> [Problem details]:
Please copy every line of the records below that holds the word "price".

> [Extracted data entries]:

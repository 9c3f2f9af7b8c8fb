//! Tests for the stepped run lifecycle
//!
//! These tests verify that:
//! - Exactly the last `tail_window` measured ticks are logged
//! - Each failure point yields an error record with the right kind and phase
//! - Per-tick and per-transaction query failures are skipped, not fatal
//! - The transaction log is complete on disk when a run finishes

use std::fs;

use super::support::{Fault, ScriptedFactory, stepped_settings};
use crate::aggregate::ArtifactTable;
use crate::controller::{SeedPolicy, StepRunController, TRANSACTION_LOG_HEADER, execute_run};
use crate::engine::EngineSelector;
use crate::model::{
    EngineVariant, ErrorKind, ErrorRecord, RunOutcome, RunPhase, RunSpecification, StatsRecord,
    Value,
};

fn spec(run_index: usize) -> RunSpecification {
    RunSpecification {
        run_index,
        params: vec![],
        variant: EngineVariant::Mock,
        replicate: 0,
    }
}

fn expect_stats(outcome: RunOutcome) -> StatsRecord {
    match outcome {
        RunOutcome::Stats(record) => record,
        RunOutcome::Error(record) => panic!("run failed: {record:?}"),
    }
}

fn expect_error(outcome: RunOutcome) -> ErrorRecord {
    match outcome {
        RunOutcome::Error(record) => record,
        RunOutcome::Stats(record) => panic!("run succeeded: {record:?}"),
    }
}

fn read_log(path: &str) -> ArtifactTable {
    let content = fs::read_to_string(path).unwrap();
    let mut reader = csv::ReaderBuilder::new()
        .delimiter(b'\t')
        .from_reader(content.as_bytes());
    let headers = reader.headers().unwrap().iter().map(str::to_string).collect();
    let rows = reader
        .records()
        .map(|r| r.unwrap().iter().map(str::to_string).collect())
        .collect();
    ArtifactTable { headers, rows }
}

/// Only the last 10 of 20 measured ticks contribute transactions
#[test]
fn test_tail_window_logs_last_ticks_only() {
    let dir = tempfile::tempdir().unwrap();
    let controller = StepRunController::new(
        ScriptedFactory::new(2),
        stepped_settings(dir.path(), 5, 20),
    );

    let record = expect_stats(execute_run(&controller, &spec(0), SeedPolicy::Pinned(0)));
    assert_eq!(record.stats["warmup_ticks"], Value::Int(5));
    assert_eq!(record.stats["measured_ticks"], Value::Int(20));
    assert_eq!(record.stats["logged_transactions"], Value::Int(20));
    assert_eq!(record.stats["ticks"], Value::Int(25));

    let log = read_log(record.stats["transaction_log"].as_str().unwrap());
    assert_eq!(log.headers, TRANSACTION_LOG_HEADER.to_vec());
    assert_eq!(log.len(), 20);
    let mut ticks: Vec<i64> = log
        .column("Tick")
        .unwrap()
        .iter()
        .map(|t| t.parse().unwrap())
        .collect();
    ticks.dedup();
    assert_eq!(ticks, (16..=25).collect::<Vec<_>>());
}

#[test]
fn test_tail_window_longer_than_measurement() {
    let dir = tempfile::tempdir().unwrap();
    let controller = StepRunController::new(
        ScriptedFactory::new(1),
        stepped_settings(dir.path(), 3, 4),
    );
    let record = expect_stats(execute_run(&controller, &spec(0), SeedPolicy::Pinned(0)));
    assert_eq!(record.stats["logged_transactions"], Value::Int(4));
}

#[test]
fn test_seed_and_burn_in_pushed_to_engine() {
    let dir = tempfile::tempdir().unwrap();
    let controller = StepRunController::new(
        ScriptedFactory::new(0),
        stepped_settings(dir.path(), 7, 12),
    );
    let record = expect_stats(execute_run(&controller, &spec(3), SeedPolicy::Pinned(40)));
    assert_eq!(record.seed, 43);
    assert_eq!(record.stats["SEED"], Value::Int(43));
    assert_eq!(record.stats["endBurninTime"], Value::Int(7));
}

#[test]
fn test_log_named_by_run_and_seed() {
    let dir = tempfile::tempdir().unwrap();
    let controller = StepRunController::new(
        ScriptedFactory::new(1),
        stepped_settings(dir.path(), 0, 5),
    );
    expect_stats(execute_run(&controller, &spec(2), SeedPolicy::Pinned(10)));
    assert!(dir.path().join("LMtransact_2_12.tsv").exists());
}

#[test]
fn test_configuration_failure() {
    let dir = tempfile::tempdir().unwrap();
    let factory = ScriptedFactory::new(1).fault(0, Fault::Configure);
    let controller = StepRunController::new(factory, stepped_settings(dir.path(), 5, 20));

    let record = expect_error(execute_run(&controller, &spec(0), SeedPolicy::Pinned(0)));
    assert_eq!(record.kind, ErrorKind::Configuration);
    assert_eq!(record.phase, RunPhase::Uninitialized);
    assert_eq!(record.seed, Some(0));
    assert_eq!(record.spec, spec(0));
}

#[test]
fn test_setup_failure() {
    let dir = tempfile::tempdir().unwrap();
    let factory = ScriptedFactory::new(1).fault(0, Fault::Setup);
    let controller = StepRunController::new(factory, stepped_settings(dir.path(), 5, 20));

    let record = expect_error(execute_run(&controller, &spec(0), SeedPolicy::Pinned(0)));
    assert_eq!(record.kind, ErrorKind::Setup);
    assert_eq!(record.phase, RunPhase::Uninitialized);
}

#[test]
fn test_step_failure_during_warmup() {
    let dir = tempfile::tempdir().unwrap();
    let factory = ScriptedFactory::new(1).fault(0, Fault::StepAt(3));
    let controller = StepRunController::new(factory, stepped_settings(dir.path(), 5, 20));

    let record = expect_error(execute_run(&controller, &spec(0), SeedPolicy::Pinned(0)));
    assert_eq!(record.kind, ErrorKind::Step);
    assert_eq!(record.phase, RunPhase::Configured);
    assert!(record.error.contains("tick 3"));
    // No measurement started, so no log was opened
    assert_eq!(fs::read_dir(dir.path()).unwrap().count(), 0);
}

#[test]
fn test_step_failure_during_measurement() {
    let dir = tempfile::tempdir().unwrap();
    let factory = ScriptedFactory::new(1).fault(0, Fault::StepAt(12));
    let controller = StepRunController::new(factory, stepped_settings(dir.path(), 5, 20));

    let record = expect_error(execute_run(&controller, &spec(0), SeedPolicy::Pinned(0)));
    assert_eq!(record.kind, ErrorKind::Step);
    assert_eq!(record.phase, RunPhase::Measuring);
}

#[test]
fn test_terminal_query_failure_after_log_closed() {
    let dir = tempfile::tempdir().unwrap();
    let factory = ScriptedFactory::new(3).fault(0, Fault::TerminalQuery);
    let controller = StepRunController::new(factory, stepped_settings(dir.path(), 5, 20));

    let record = expect_error(execute_run(&controller, &spec(0), SeedPolicy::Pinned(0)));
    assert_eq!(record.kind, ErrorKind::Query);
    assert_eq!(record.phase, RunPhase::Measuring);
    assert!(record.error.contains("final-price"));

    // The log was flushed and closed before the terminal reporters ran
    let log = read_log(dir.path().join("LMtransact_0_0.tsv").to_str().unwrap());
    assert_eq!(log.len(), 30);
}

#[test]
fn test_panic_becomes_error_record() {
    let dir = tempfile::tempdir().unwrap();
    let factory = ScriptedFactory::new(1).fault(0, Fault::PanicAt(2));
    let controller = StepRunController::new(factory, stepped_settings(dir.path(), 5, 20));

    let record = expect_error(execute_run(&controller, &spec(0), SeedPolicy::Pinned(0)));
    assert_eq!(record.kind, ErrorKind::Panic);
    assert!(record.error.contains("scripted panic"));
}

/// A failed tick query skips that tick; the run still succeeds
#[test]
fn test_tick_query_failure_skipped() {
    let dir = tempfile::tempdir().unwrap();
    let factory = ScriptedFactory::new(2).fault(0, Fault::TickQueryAt(20));
    let controller = StepRunController::new(factory, stepped_settings(dir.path(), 5, 20));

    let record = expect_stats(execute_run(&controller, &spec(0), SeedPolicy::Pinned(0)));
    assert_eq!(record.stats["logged_transactions"], Value::Int(18));
    assert_eq!(record.stats["skipped_queries"], Value::Int(1));
}

/// A malformed field skips only that transaction
#[test]
fn test_malformed_transaction_skipped() {
    let dir = tempfile::tempdir().unwrap();
    let factory = ScriptedFactory::new(2).fault(0, Fault::FieldAt(22));
    let controller = StepRunController::new(factory, stepped_settings(dir.path(), 5, 20));

    let record = expect_stats(execute_run(&controller, &spec(0), SeedPolicy::Pinned(0)));
    assert_eq!(record.stats["logged_transactions"], Value::Int(19));
    assert_eq!(record.stats["skipped_queries"], Value::Int(1));
}

/// Full lifecycle against the in-process market engine
#[test]
fn test_mock_market_engine_run() {
    let dir = tempfile::tempdir().unwrap();
    let mut settings = stepped_settings(dir.path(), 20, 40);
    settings.reporters = vec![
        "ticks".to_string(),
        "last-price".to_string(),
        "transaction-count".to_string(),
    ];
    let controller = StepRunController::new(EngineSelector::default(), settings);

    let record = expect_stats(execute_run(&controller, &spec(0), SeedPolicy::Pinned(99)));
    assert_eq!(record.stats["ticks"], Value::Int(60));
    assert!(record.stats["last-price"].as_f64().unwrap() > 0.0);

    let logged = record.stats["logged_transactions"].as_i64().unwrap();
    let log = read_log(record.stats["transaction_log"].as_str().unwrap());
    assert_eq!(log.len() as i64, logged);
    for tick in log.column("Tick").unwrap() {
        let tick: i64 = tick.parse().unwrap();
        assert!((51..=60).contains(&tick));
    }
}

> [Task output]:
    assert!(record.error.contains("final-price"));
        "last-price".to_string(),
    assert!(record.stats["last-price"].as_f64().unwrap() > 0.0);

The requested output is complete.